O estudante Ronaldo, da etnia Xavante, matriculado no Ensino Médio na EE Marlene Marques de Barros, no Jardim Imperial, em Várzea Grande, é um exemplo dessa situação. Ele tem dificuldade com a língua portuguesa e o primo, que também estuda na unidade escolar, consegue apenas se expressar na língua materna.

Ronaldo foi convidado pela professora de biologia dele, Luciana Ferreira, que também participa do curso. “Ele vai relatar para os participantes a diferença entre a escola indígena, onde estudava na aldeia em Nova Xavantina (a 645 quilômetros a Leste de Cuiabá) e a escola urbana”, destaca.

Luciana diz que a escola ganha em ter essa convivência com um indígena porque ele trouxe a vivência dele e faz com que a escola reflita em cima de um exemplo prático. A professora de língua portuguesa do estudante, Lurdes Pasini, também participa da formação.

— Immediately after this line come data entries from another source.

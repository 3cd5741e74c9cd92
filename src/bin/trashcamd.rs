//! trashcamd - trash camera daemon
//!
//! This daemon:
//! 1. Opens the frame source, the temporary frame store and the TLS connector
//! 2. Serves the read-only preview endpoint
//! 3. Reads operator commands from stdin and runs one capture per command
//! 4. Publishes each classification as the "last result"

use anyhow::Result;
use clap::Parser;
use std::io::BufRead;
use std::path::PathBuf;
use std::sync::atomic::{AtomicBool, Ordering};
use std::sync::Arc;

use trashcam::{
    api::{PreviewServer, PreviewServerConfig},
    config::TrashcamConfig,
    open_source,
    pipeline::OperatorInput,
    CaptureTrigger, FilesystemFrameStore, FrameStore, InMemoryFrameStore, PipelineController,
    PreviewHandle, TlsConnector, TriggerError,
};

#[derive(Parser, Debug)]
#[command(author, version, about)]
struct Args {
    /// JSON or TOML config file.
    #[arg(long, env = "TRASHCAM_CONFIG")]
    config: Option<PathBuf>,
    /// Override the frame source URL.
    #[arg(long)]
    source: Option<String>,
    /// Do not start the preview server.
    #[arg(long)]
    no_preview: bool,
}

fn main() -> Result<()> {
    env_logger::Builder::from_env(env_logger::Env::default().default_filter_or("info")).init();
    let args = Args::parse();

    let mut config = TrashcamConfig::load_from(args.config.as_deref())?;
    if let Some(source) = args.source {
        config.source.url = source;
    }
    if args.no_preview {
        config.preview_addr = None;
    }
    log::debug!("config: {:?}", config);

    let target = config.api_target()?;
    let source = open_source(&config.source.url, config.source.settings)?;
    let store: Box<dyn FrameStore> = match &config.store_dir {
        Some(dir) => Box::new(FilesystemFrameStore::open(dir)?),
        None => Box::new(InMemoryFrameStore::new()),
    };
    let connector = TlsConnector::new(config.tls.clone())?;

    let mut controller = PipelineController::new(
        source,
        store,
        Box::new(connector),
        target,
        config.pipeline_settings(),
    );
    let preview = controller.preview();

    let preview_server = match &config.preview_addr {
        Some(addr) => {
            let handle = PreviewServer::new(
                PreviewServerConfig { addr: addr.clone() },
                preview.clone(),
            )
            .spawn()?;
            log::info!("preview listening on http://{}", handle.addr);
            Some(handle)
        }
        None => None,
    };

    let shutdown = Arc::new(AtomicBool::new(false));
    let ctrlc_shutdown = shutdown.clone();
    ctrlc::set_handler(move || {
        ctrlc_shutdown.store(true, Ordering::SeqCst);
    })?;

    let (trigger, commands) = controller.trigger();
    let console_shutdown = shutdown.clone();
    std::thread::spawn(move || operator_console(trigger, preview, console_shutdown));

    log::info!("trashcamd running at {}", controller.profile());
    log::info!("commands: <enter>|c capture, p <1-8> switch profile + capture, s status, q quit");
    controller.run(commands, shutdown);

    log::info!("shutting down");
    if let Some(handle) = preview_server {
        handle.stop()?;
    }
    Ok(())
}

fn operator_console(trigger: CaptureTrigger, preview: PreviewHandle, shutdown: Arc<AtomicBool>) {
    let stdin = std::io::stdin();
    for line in stdin.lock().lines() {
        let line = match line {
            Ok(line) => line,
            Err(err) => {
                log::warn!("operator console read failed: {}", err);
                break;
            }
        };
        match line.parse::<OperatorInput>() {
            Ok(OperatorInput::Run(command)) => match trigger.submit(command) {
                Ok(()) => {}
                Err(TriggerError::Busy) => println!("busy: capture already in progress"),
                Err(TriggerError::Closed) => break,
            },
            Ok(OperatorInput::Status) => print_status(&preview),
            Ok(OperatorInput::Quit) => {
                shutdown.store(true, Ordering::SeqCst);
                break;
            }
            Err(err) => println!("{}", err),
        }
    }
    log::debug!("operator console closed");
}

fn print_status(preview: &PreviewHandle) {
    let snapshot = preview.snapshot();
    println!("profile: {}", snapshot.profile);
    println!("busy: {}", snapshot.busy);
    match (&snapshot.outcome, snapshot.sequence) {
        (Some(outcome), Some(sequence)) => println!("last result (#{}): {}", sequence, outcome),
        (Some(outcome), None) => println!("last result: {}", outcome),
        _ => println!("last result: none"),
    }
    println!(
        "runs: {} ok: {} api errors: {} local failures: {}",
        snapshot.stats.runs,
        snapshot.stats.successes,
        snapshot.stats.api_errors,
        snapshot.stats.local_failures
    );
}
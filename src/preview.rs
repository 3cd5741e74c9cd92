//! Read-only view of the last capture for the preview server.
//!
//! The controller is the only writer. Readers get `Arc` clones of the
//! retained frame, so a frame they hold stays valid after the controller
//! moves on; the slot itself is replaced swap-then-free.

use serde::Serialize;
use std::sync::atomic::{AtomicBool, Ordering};
use std::sync::{Arc, RwLock, RwLockReadGuard, RwLockWriteGuard};

use crate::frame::{CapturedFrame, ResolutionProfile};
use crate::outcome::ClassificationOutcome;
use crate::pipeline::PipelineStats;

#[derive(Default)]
struct Shared {
    frame: RwLock<Option<Arc<CapturedFrame>>>,
    outcome: RwLock<Option<ClassificationOutcome>>,
    stats: RwLock<PipelineStats>,
    profile: RwLock<ResolutionProfile>,
    new_image: AtomicBool,
    busy: Arc<AtomicBool>,
}

// A panicking reader cannot leave these values half-written, so poisoning is
// ignored rather than propagated.
fn read<T>(lock: &RwLock<T>) -> RwLockReadGuard<'_, T> {
    lock.read().unwrap_or_else(|poisoned| poisoned.into_inner())
}

fn write<T>(lock: &RwLock<T>) -> RwLockWriteGuard<'_, T> {
    lock.write().unwrap_or_else(|poisoned| poisoned.into_inner())
}

/// Writer side, owned by the pipeline controller.
pub struct PreviewState {
    shared: Arc<Shared>,
}

impl PreviewState {
    pub fn new(profile: ResolutionProfile) -> Self {
        let shared = Shared::default();
        *write(&shared.profile) = profile;
        Self {
            shared: Arc::new(shared),
        }
    }

    pub fn handle(&self) -> PreviewHandle {
        PreviewHandle {
            shared: self.shared.clone(),
        }
    }

    pub(crate) fn busy_flag(&self) -> Arc<AtomicBool> {
        self.shared.busy.clone()
    }

    /// Drop the retained frame ahead of a new capture. The "new image" flag
    /// goes with it.
    pub(crate) fn retire_frame(&self) {
        let previous = {
            let mut slot = write(&self.shared.frame);
            self.shared.new_image.store(false, Ordering::SeqCst);
            slot.take()
        };
        drop(previous);
    }

    /// Install `frame`; the previous one is released only after the swap.
    pub(crate) fn publish_frame(&self, frame: Arc<CapturedFrame>) {
        let previous = write(&self.shared.frame).replace(frame);
        self.shared.new_image.store(true, Ordering::SeqCst);
        drop(previous);
    }

    pub(crate) fn publish_outcome(&self, outcome: ClassificationOutcome, stats: PipelineStats) {
        *write(&self.shared.outcome) = Some(outcome);
        *write(&self.shared.stats) = stats;
    }

    pub(crate) fn set_profile(&self, profile: ResolutionProfile) {
        *write(&self.shared.profile) = profile;
    }
}

/// Point-in-time copy of everything the preview surface shows.
#[derive(Clone, Debug, Serialize)]
pub struct PreviewSnapshot {
    pub sequence: Option<u64>,
    pub frame_bytes: Option<usize>,
    pub fingerprint: Option<String>,
    pub profile: String,
    pub outcome_kind: Option<&'static str>,
    pub outcome: Option<String>,
    pub reason_code: Option<String>,
    pub new_image: bool,
    pub busy: bool,
    pub stats: PipelineStats,
}

/// Reader side. Cheap to clone; cannot mutate anything except the
/// consumer-owned "new image" flag.
#[derive(Clone)]
pub struct PreviewHandle {
    shared: Arc<Shared>,
}

impl PreviewHandle {
    pub fn latest_frame(&self) -> Option<Arc<CapturedFrame>> {
        read(&self.shared.frame).clone()
    }

    pub fn last_outcome(&self) -> Option<ClassificationOutcome> {
        read(&self.shared.outcome).clone()
    }

    pub fn stats(&self) -> PipelineStats {
        *read(&self.shared.stats)
    }

    pub fn profile(&self) -> ResolutionProfile {
        *read(&self.shared.profile)
    }

    pub fn is_busy(&self) -> bool {
        self.shared.busy.load(Ordering::SeqCst)
    }

    pub fn new_image_available(&self) -> bool {
        self.shared.new_image.load(Ordering::SeqCst)
    }

    pub fn clear_new_image(&self) {
        self.shared.new_image.store(false, Ordering::SeqCst);
    }

    pub fn snapshot(&self) -> PreviewSnapshot {
        let frame = self.latest_frame();
        let outcome = self.last_outcome();
        PreviewSnapshot {
            sequence: frame.as_ref().map(|f| f.sequence()),
            frame_bytes: frame.as_ref().map(|f| f.len()),
            fingerprint: frame.as_ref().map(|f| f.fingerprint()),
            profile: self.profile().to_string(),
            outcome_kind: outcome.as_ref().map(|o| o.kind()),
            outcome: outcome.as_ref().map(|o| o.to_string()),
            reason_code: outcome.as_ref().and_then(|o| o.reason_code()),
            new_image: self.new_image_available(),
            busy: self.is_busy(),
            stats: self.stats(),
        }
    }
}

#[cfg(test)]
mod tests {
    use super::*;
    use crate::frame::FrameFormat;

    fn frame(sequence: u64) -> Arc<CapturedFrame> {
        Arc::new(
            CapturedFrame::new(
                vec![0xFF, 0xD8, sequence as u8, 0xFF, 0xD9],
                FrameFormat::Jpeg,
                sequence,
                ResolutionProfile::Cif,
            )
            .unwrap(),
        )
    }

    #[test]
    fn publish_sets_new_image_flag() {
        let state = PreviewState::new(ResolutionProfile::Cif);
        let handle = state.handle();
        assert!(!handle.new_image_available());

        state.publish_frame(frame(1));
        assert!(handle.new_image_available());
        handle.clear_new_image();
        assert!(!handle.new_image_available());
        assert_eq!(handle.latest_frame().unwrap().sequence(), 1);
    }

    #[test]
    fn reader_keeps_superseded_frame_alive() {
        let state = PreviewState::new(ResolutionProfile::Cif);
        let handle = state.handle();
        state.publish_frame(frame(1));
        let held = handle.latest_frame().unwrap();

        state.retire_frame();
        state.publish_frame(frame(2));

        assert_eq!(held.sequence(), 1);
        assert_eq!(held.bytes()[2], 1);
        assert_eq!(handle.latest_frame().unwrap().sequence(), 2);
    }

    #[test]
    fn swap_releases_previous_frame() {
        let state = PreviewState::new(ResolutionProfile::Cif);
        let first = frame(1);
        let weak = Arc::downgrade(&first);
        state.publish_frame(first);
        state.publish_frame(frame(2));
        assert!(weak.upgrade().is_none());
    }

    #[test]
    fn snapshot_reports_outcome_and_stats() {
        let state = PreviewState::new(ResolutionProfile::Vga);
        let handle = state.handle();
        let mut stats = PipelineStats::default();
        let outcome = ClassificationOutcome::Success("cardboard".into());
        stats.record(&outcome);
        state.publish_outcome(outcome, stats);

        let snapshot = handle.snapshot();
        assert_eq!(snapshot.outcome.as_deref(), Some("cardboard"));
        assert_eq!(snapshot.outcome_kind, Some("success"));
        assert_eq!(snapshot.stats.successes, 1);
        assert!(snapshot.profile.starts_with("VGA"));
        assert!(snapshot.sequence.is_none());
    }
}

Um pouco tímido, o jovem explica que o relacionamento com os colegas na escola é natural, mas diz ser diferente de onde morava.

Um dos participantes mais aguardados é o professor doutor Aloir Pacini, do Departamento de Antropologia da Universidade Federal de Mato Grosso (UFMT). 

Ele ressalta que a sociedade, muitas vezes, vê os indígenas como história do passado, mas estão presentes no nosso cotidiano. “Vou usar o exemplo dos Chiquitanos e Rikbaktsa, destacar a lei 11.645/08, para que os indígenas sejam respeitados nas escolas”, frisa.

Quem já trabalha na desconstrução do estereótipo do indígena é a professora Roseana Márcia, da EE Leovegildo de Melo, no CPA. “Temos que valorizá-los, pois os indígenas têm uma cultura muito rica. Na escola, temos alunos indígenas e a valorização é uma forma de integração”.